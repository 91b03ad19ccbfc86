use vigil_core::{GithubConfig, VigilError};

/// HTML marker embedded in vigil's PR comments so a later run can find
/// and update its own comment instead of stacking new ones.
pub const COMMENT_MARKER: &str = "<!-- vigil-report -->";

/// GitHub client for pull-request diffs, comments, and labels.
///
/// # Examples
///
/// ```
/// use vigil_notify::parse_pr_reference;
///
/// let (owner, repo, number) = parse_pr_reference("acme/burst#42").unwrap();
/// assert_eq!(owner, "acme");
/// assert_eq!(repo, "burst");
/// assert_eq!(number, 42);
/// ```
pub struct GitHubClient {
    octocrab: octocrab::Octocrab,
    http: reqwest::Client,
    token: String,
}

impl GitHubClient {
    /// Create a client from an explicit token or the `GITHUB_TOKEN` /
    /// `GH_TOKEN` environment variables.
    ///
    /// # Errors
    ///
    /// Returns [`VigilError::Config`] if no token is available, or
    /// [`VigilError::Git`] if the client cannot be built.
    pub fn new(token: Option<&str>) -> Result<Self, VigilError> {
        let token = match token {
            Some(t) => t.to_string(),
            None => std::env::var("GITHUB_TOKEN")
                .or_else(|_| std::env::var("GH_TOKEN"))
                .map_err(|_| {
                    VigilError::Config(
                        "GITHUB_TOKEN not set. Pass --github-token or set GITHUB_TOKEN env var"
                            .into(),
                    )
                })?,
        };

        let octocrab = octocrab::Octocrab::builder()
            .personal_token(token.clone())
            .build()
            .map_err(|e| VigilError::Git(format!("failed to create GitHub client: {e}")))?;

        let http = reqwest::Client::new();

        Ok(Self {
            octocrab,
            http,
            token,
        })
    }

    /// Fetch the unified diff for a pull request.
    ///
    /// Uses a raw request with the diff media type; octocrab only
    /// exposes the structured file listing.
    ///
    /// # Errors
    ///
    /// Returns [`VigilError::Git`] on network or API errors.
    pub async fn get_pr_diff(
        &self,
        owner: &str,
        repo: &str,
        pr_number: u64,
    ) -> Result<String, VigilError> {
        let url = format!("https://api.github.com/repos/{owner}/{repo}/pulls/{pr_number}");

        let response = self
            .http
            .get(&url)
            .header("Accept", "application/vnd.github.v3.diff")
            .header("Authorization", format!("Bearer {}", self.token))
            .header("User-Agent", "vigil")
            .send()
            .await
            .map_err(|e| VigilError::Git(format!("failed to fetch PR diff: {e}")))?;

        let status = response.status();
        if !status.is_success() {
            let body = response.text().await.unwrap_or_default();
            return Err(VigilError::Git(format!("GitHub API error {status}: {body}")));
        }

        response
            .text()
            .await
            .map_err(|e| VigilError::Git(format!("failed to read diff response: {e}")))
    }

    /// Post or update the run's marker-tagged comment on a pull request.
    ///
    /// Looks for an existing comment carrying [`COMMENT_MARKER`] and
    /// edits it in place; otherwise a new comment is created. Returns
    /// `true` when an existing comment was updated.
    ///
    /// # Errors
    ///
    /// Returns [`VigilError::Git`] on API errors.
    pub async fn upsert_comment(
        &self,
        owner: &str,
        repo: &str,
        pr_number: u64,
        markdown: &str,
    ) -> Result<bool, VigilError> {
        let body = format!("{COMMENT_MARKER}\n{markdown}");
        let issues = self.octocrab.issues(owner, repo);

        let existing = issues
            .list_comments(pr_number)
            .per_page(100)
            .send()
            .await
            .map_err(|e| VigilError::Git(format!("failed to list PR comments: {e}")))?;

        let previous = existing
            .items
            .iter()
            .find(|c| {
                c.body
                    .as_deref()
                    .is_some_and(|b| b.contains(COMMENT_MARKER))
            })
            .map(|c| c.id);

        match previous {
            Some(id) => {
                issues
                    .update_comment(id, &body)
                    .await
                    .map_err(|e| VigilError::Git(format!("failed to update PR comment: {e}")))?;
                Ok(true)
            }
            None => {
                issues
                    .create_comment(pr_number, &body)
                    .await
                    .map_err(|e| VigilError::Git(format!("failed to create PR comment: {e}")))?;
                Ok(false)
            }
        }
    }

    /// Add labels to a pull request. Labels already present are left
    /// alone by the API, so applying is idempotent.
    ///
    /// # Errors
    ///
    /// Returns [`VigilError::Git`] on API errors.
    pub async fn apply_labels(
        &self,
        owner: &str,
        repo: &str,
        pr_number: u64,
        labels: &[String],
    ) -> Result<(), VigilError> {
        if labels.is_empty() {
            return Ok(());
        }
        self.octocrab
            .issues(owner, repo)
            .add_labels(pr_number, labels)
            .await
            .map_err(|e| VigilError::Git(format!("failed to apply labels: {e}")))?;
        Ok(())
    }
}

/// Parse a PR reference string (`owner/repo#number`) into its components.
///
/// # Errors
///
/// Returns [`VigilError::Config`] if the format is invalid.
///
/// # Examples
///
/// ```
/// use vigil_notify::parse_pr_reference;
///
/// let (owner, repo, num) = parse_pr_reference("octocat/hello-world#42").unwrap();
/// assert_eq!(owner, "octocat");
/// assert_eq!(repo, "hello-world");
/// assert_eq!(num, 42);
/// ```
pub fn parse_pr_reference(pr_ref: &str) -> Result<(String, String, u64), VigilError> {
    let Some((owner_repo, number_str)) = pr_ref.split_once('#') else {
        return Err(VigilError::Config(format!(
            "invalid PR reference '{pr_ref}', expected owner/repo#number"
        )));
    };
    let Some((owner, repo)) = owner_repo.split_once('/') else {
        return Err(VigilError::Config(format!(
            "invalid PR reference '{pr_ref}', expected owner/repo#number"
        )));
    };
    let number: u64 = number_str
        .parse()
        .map_err(|_| VigilError::Config(format!("invalid PR number: {number_str}")))?;
    Ok((owner.to_string(), repo.to_string(), number))
}

/// Resolve a PR reference that may be a bare number, using the
/// configured default repository.
///
/// # Errors
///
/// Returns [`VigilError::Config`] when a bare number is given without
/// a configured repository, or when the reference is malformed.
///
/// # Examples
///
/// ```
/// use vigil_core::GithubConfig;
/// use vigil_notify::resolve_pr_reference;
///
/// let config = GithubConfig {
///     repository: Some("acme/burst".into()),
/// };
/// let (owner, repo, num) = resolve_pr_reference("17", &config).unwrap();
/// assert_eq!((owner.as_str(), repo.as_str(), num), ("acme", "burst", 17));
/// ```
pub fn resolve_pr_reference(
    pr_ref: &str,
    config: &GithubConfig,
) -> Result<(String, String, u64), VigilError> {
    if pr_ref.contains('#') {
        return parse_pr_reference(pr_ref);
    }
    let number: u64 = pr_ref.parse().map_err(|_| {
        VigilError::Config(format!(
            "invalid PR reference '{pr_ref}', expected owner/repo#number or a number"
        ))
    })?;
    let Some(repository) = &config.repository else {
        return Err(VigilError::Config(
            "bare PR number given but [github].repository is not configured".into(),
        ));
    };
    let Some((owner, repo)) = repository.split_once('/') else {
        return Err(VigilError::Config(format!(
            "invalid [github].repository '{repository}', expected owner/repo"
        )));
    };
    Ok((owner.to_string(), repo.to_string(), number))
}
//! Log and file scanning: turn check output into records.
//!
//! Each parser here is line-oriented and forgiving: lines that do not
//! match the expected shape are skipped rather than failing the run.
//! Configured input files that do not exist produce placeholder records,
//! so a misconfigured or partially built workspace still reports.
//!
//! - [`warnings`] — Swift/Clang compiler warnings from build logs
//! - [`lint`] — markdownlint-style findings
//! - [`lockfile`] — SwiftPM `Package.resolved` pins matched against a
//!   local advisory list
//! - [`products`] — size (and optional digest) measurement of files a
//!   command produced
//! - [`collect`] — per-kind dispatch from a check config to records

pub mod collect;
pub mod lint;
pub mod lockfile;
pub mod products;
pub mod warnings;

pub use collect::collect_records;
pub use lint::parse_lint_findings;
pub use lockfile::{
    load_advisories, load_lockfile, match_advisories, parse_advisories, parse_lockfile, Advisory,
    DependencyPin,
};
pub use products::measure_products;
pub use warnings::parse_warnings;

● ● ●

■ WORK INSTRUCTION
When a line among the entries contains "octocrab", pull that line out.

■ EXERCISE RESULT
    octocrab: octocrab::Octocrab,
        let octocrab = octocrab::Octocrab::builder()
            octocrab,
    /// Uses a raw request with the diff media type; octocrab only
        let issues = self.octocrab.issues(owner, repo);
        self.octocrab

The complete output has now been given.